2020 Media Futures builds on OCAD’s demonstrated capacity undertaking industry-driven research through consortia such as CONCERT and the Mobile Experience Innovation Centre (MEIC),” explained OCAD President Sara Diamond. “OCAD’s sLab is uniquely positioned to lever our community’s strengths to support research, commercialization and economic development within the entertainment, screen-based and creative industries, including design, services, technology, infrastructure and policy.”

“sLab is delighted to have this opportunity to lead the development of a shared future vision for the media and entertainment industries in Ontario,” said Lenore Richards, Director of sLab. “In this unprecedented project, initiated and shaped through a close collaboration among Communitech, Nordicity and sLab, we will draw on distinct and diverse capabilities within our own communities and from across the Creative Cluster throughout the foresight scenario process. Unique to this project will be the active participation of graduate students in OCAD’s Master of Design in Strategic Foresight and Innovation, a groundbreaking new program and the first of its kind in Canada.”

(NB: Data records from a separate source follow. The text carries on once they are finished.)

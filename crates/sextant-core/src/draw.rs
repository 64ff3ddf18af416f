// File: crates/sextant-core/src/draw.rs
// Summary: Canvas drawing primitives shared by panel kinds (grid, candles, lines, bars, guides).

use skia_safe as skia;

use crate::geometry::RectI32;
use crate::grid::linspace;
use crate::scale::{TimeScale, ValueScale};
use crate::series::{DefinitePoint, OhlcPoint};

pub(crate) fn stroke(color: skia::Color, width: f32) -> skia::Paint {
    let mut paint = skia::Paint::default();
    paint.set_anti_alias(true);
    paint.set_style(skia::paint::Style::Stroke);
    paint.set_stroke_width(width);
    paint.set_color(color);
    paint
}

pub(crate) fn fill(color: skia::Color) -> skia::Paint {
    let mut paint = skia::Paint::default();
    paint.set_anti_alias(true);
    paint.set_style(skia::paint::Style::Fill);
    paint.set_color(color);
    paint
}

pub(crate) fn dashed(color: skia::Color, width: f32, on: f32, off: f32) -> skia::Paint {
    let mut paint = stroke(color, width);
    paint.set_path_effect(skia::PathEffect::dash(&[on, off], 0.0));
    paint
}

/// Horizontal grid at `rows` evenly spaced levels plus vertical lines every `cols`.
pub(crate) fn draw_grid(canvas: &skia::Canvas, plot: &RectI32, color: skia::Color, rows: usize, cols: usize) {
    let paint = stroke(color, 1.0);
    let (l, t, r, b) = (plot.left as f32, plot.top as f32, plot.right as f32, plot.bottom as f32);
    for x in linspace(l as f64, r as f64, cols) {
        canvas.draw_line((x as f32, t), (x as f32, b), &paint);
    }
    for y in linspace(t as f64, b as f64, rows) {
        canvas.draw_line((l, y as f32), (r, y as f32), &paint);
    }
}

pub(crate) fn draw_candles(
    canvas: &skia::Canvas,
    ts: &TimeScale,
    vs: &ValueScale,
    candles: &[OhlcPoint],
    up: skia::Color,
    down: skia::Color,
) {
    if candles.is_empty() { return; }

    let mut wick = stroke(up, 1.0);
    let mut body = fill(up);

    // body width in pixels (a fraction of one bar slot)
    let bar_px = ts.bar_px().max(3.0) * 0.7;

    for c in candles {
        let x = ts.to_px(c.time);
        let y_o = vs.to_px(c.open);
        let y_h = vs.to_px(c.high);
        let y_l = vs.to_px(c.low);
        let y_c = vs.to_px(c.close);

        let color = if c.is_up() { up } else { down };
        wick.set_color(color);
        body.set_color(color);

        canvas.draw_line((x, y_h), (x, y_l), &wick);

        let half = bar_px * 0.5;
        let top = y_o.min(y_c);
        let bot = y_o.max(y_c);
        let rect = skia::Rect::from_ltrb(x - half, top, x + half, bot.max(top + 1.0));
        canvas.draw_rect(rect, &body);
    }
}

/// Polyline through definite points; callers pass one run per call so gaps stay open.
pub(crate) fn draw_line(canvas: &skia::Canvas, ts: &TimeScale, vs: &ValueScale, run: &[DefinitePoint], paint: &skia::Paint) {
    if run.len() < 2 {
        if let Some(p) = run.first() {
            // isolated value between two gaps: draw a dot so it stays visible
            let mut dot = paint.clone();
            dot.set_style(skia::paint::Style::Fill);
            canvas.draw_circle((ts.to_px(p.time), vs.to_px(p.value)), paint.stroke_width().max(1.0), &dot);
        }
        return;
    }
    let mut path = skia::Path::new();
    path.move_to((ts.to_px(run[0].time), vs.to_px(run[0].value)));
    for p in &run[1..] {
        path.line_to((ts.to_px(p.time), vs.to_px(p.value)));
    }
    canvas.draw_path(&path, paint);
}

/// (time, upper, lower) for every timestamp present in both runs. Both inputs must be
/// sorted by time.
pub(crate) fn pair_by_time(upper: &[DefinitePoint], lower: &[DefinitePoint]) -> Vec<(i64, f64, f64)> {
    let mut out = Vec::with_capacity(upper.len().min(lower.len()));
    let (mut i, mut j) = (0, 0);
    while i < upper.len() && j < lower.len() {
        let (u, l) = (&upper[i], &lower[j]);
        match u.time.cmp(&l.time) {
            std::cmp::Ordering::Less => i += 1,
            std::cmp::Ordering::Greater => j += 1,
            std::cmp::Ordering::Equal => {
                out.push((u.time, u.value, l.value));
                i += 1;
                j += 1;
            }
        }
    }
    out
}

/// Filled region between two runs sampled at the same timestamps.
pub(crate) fn fill_between(
    canvas: &skia::Canvas,
    ts: &TimeScale,
    vs: &ValueScale,
    upper: &[DefinitePoint],
    lower: &[DefinitePoint],
    color: skia::Color,
) {
    let pairs = pair_by_time(upper, lower);
    if pairs.len() < 2 { return; }
    let mut path = skia::Path::new();
    path.move_to((ts.to_px(pairs[0].0), vs.to_px(pairs[0].1)));
    for &(t, u, _) in &pairs[1..] {
        path.line_to((ts.to_px(t), vs.to_px(u)));
    }
    for &(t, _, l) in pairs.iter().rev() {
        path.line_to((ts.to_px(t), vs.to_px(l)));
    }
    path.close();
    canvas.draw_path(&path, &fill(color));
}

/// Vertical bars from `baseline` to each value, colored by `color_of`.
pub(crate) fn draw_bars<F>(canvas: &skia::Canvas, ts: &TimeScale, vs: &ValueScale, bars: &[(i64, f64)], baseline: f64, color_of: F)
where
    F: Fn(usize, f64) -> skia::Color,
{
    let half = (ts.bar_px() * 0.8).max(1.0) * 0.5;
    let y0 = vs.to_px(baseline);
    let mut paint = fill(skia::Color::TRANSPARENT);
    for (i, &(t, v)) in bars.iter().enumerate() {
        let x = ts.to_px(t);
        let y = vs.to_px(v);
        paint.set_color(color_of(i, v));
        let rect = skia::Rect::from_ltrb(x - half, y.min(y0), x + half, y.max(y0).max(y.min(y0) + 1.0));
        canvas.draw_rect(rect, &paint);
    }
}

/// Dashed horizontal guide at `value`, spanning the plot width.
pub(crate) fn draw_reference(canvas: &skia::Canvas, plot: &RectI32, vs: &ValueScale, value: f64, color: skia::Color) {
    let y = vs.to_px(value);
    let paint = dashed(color, 1.0, 4.0, 4.0);
    canvas.draw_line((plot.left as f32, y), (plot.right as f32, y), &paint);
}

pub(crate) fn draw_axis_frame(canvas: &skia::Canvas, plot: &RectI32, color: skia::Color) {
    let paint = stroke(color, 1.0);
    let (l, t, r, b) = (plot.left as f32, plot.top as f32, plot.right as f32, plot.bottom as f32);
    canvas.draw_line((r, t), (r, b), &paint);
    canvas.draw_line((l, b), (r, b), &paint);
}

Strategic foresight is a systematic approach to gathering intelligence about possible futures, and building a high quality forward view aimed at guiding and enabling present-day decisions. 2020 Media Futures will investigate several key areas of inquiry, including media convergence, consumer choice, distribution channels, distinctions between producers and consumers, interactivity, and the integration of technologies.

“sLab develops design thinking, business insight, and strategic foresight through an open, informed, imaginative and disciplined process,” said Greg Van Alstyne, Director of Research at sLab, and project leader for 2020 Media Futures. “Our aim is to help Ontario’s creative companies and industries ‘future-proof’ themselves, preparing for rich opportunities and unexpected threats brought on by the rapid evolution of media.”

The project aims to build upon previous foresight programs undertaken around the world, but within an Ontario-specific context. The resulting research from 2020 Media Futures will be made available in an open, publicly accessible forum with the goal that the project’s findings will help significantly build capacity and provide early-stage recognition and support for innovative products, services, platforms, and business models.


2020 Media Futures Partners:
Association of Canadian Publishers (ACP)
Achilles Media
Corus Entertainment
Breakthrough Films and Television
GlassBOX Television
Maple Leaf Sports and Entertainment
National Film Board of Canada
Nordicity Group
Ontario Centres of Excellence
Ontario College of Art & Design (OCAD)
Sheridan College Institute of Technology and Advanced Learning
York University

About Strategic Innovation Lab (sLab)
Strategic Innovation Lab ( is a centre for research in design, strategic foresight and innovation at the Ontario College of Art & Design (OCAD). sLab integrates academic investigation, professional engagement, education and skills development for private, public, and not-for-profit stakeholders. sLab is a growing community of researchers and practitioners, design and business professionals, teachers and students, who are passionate about envisioning possible futures.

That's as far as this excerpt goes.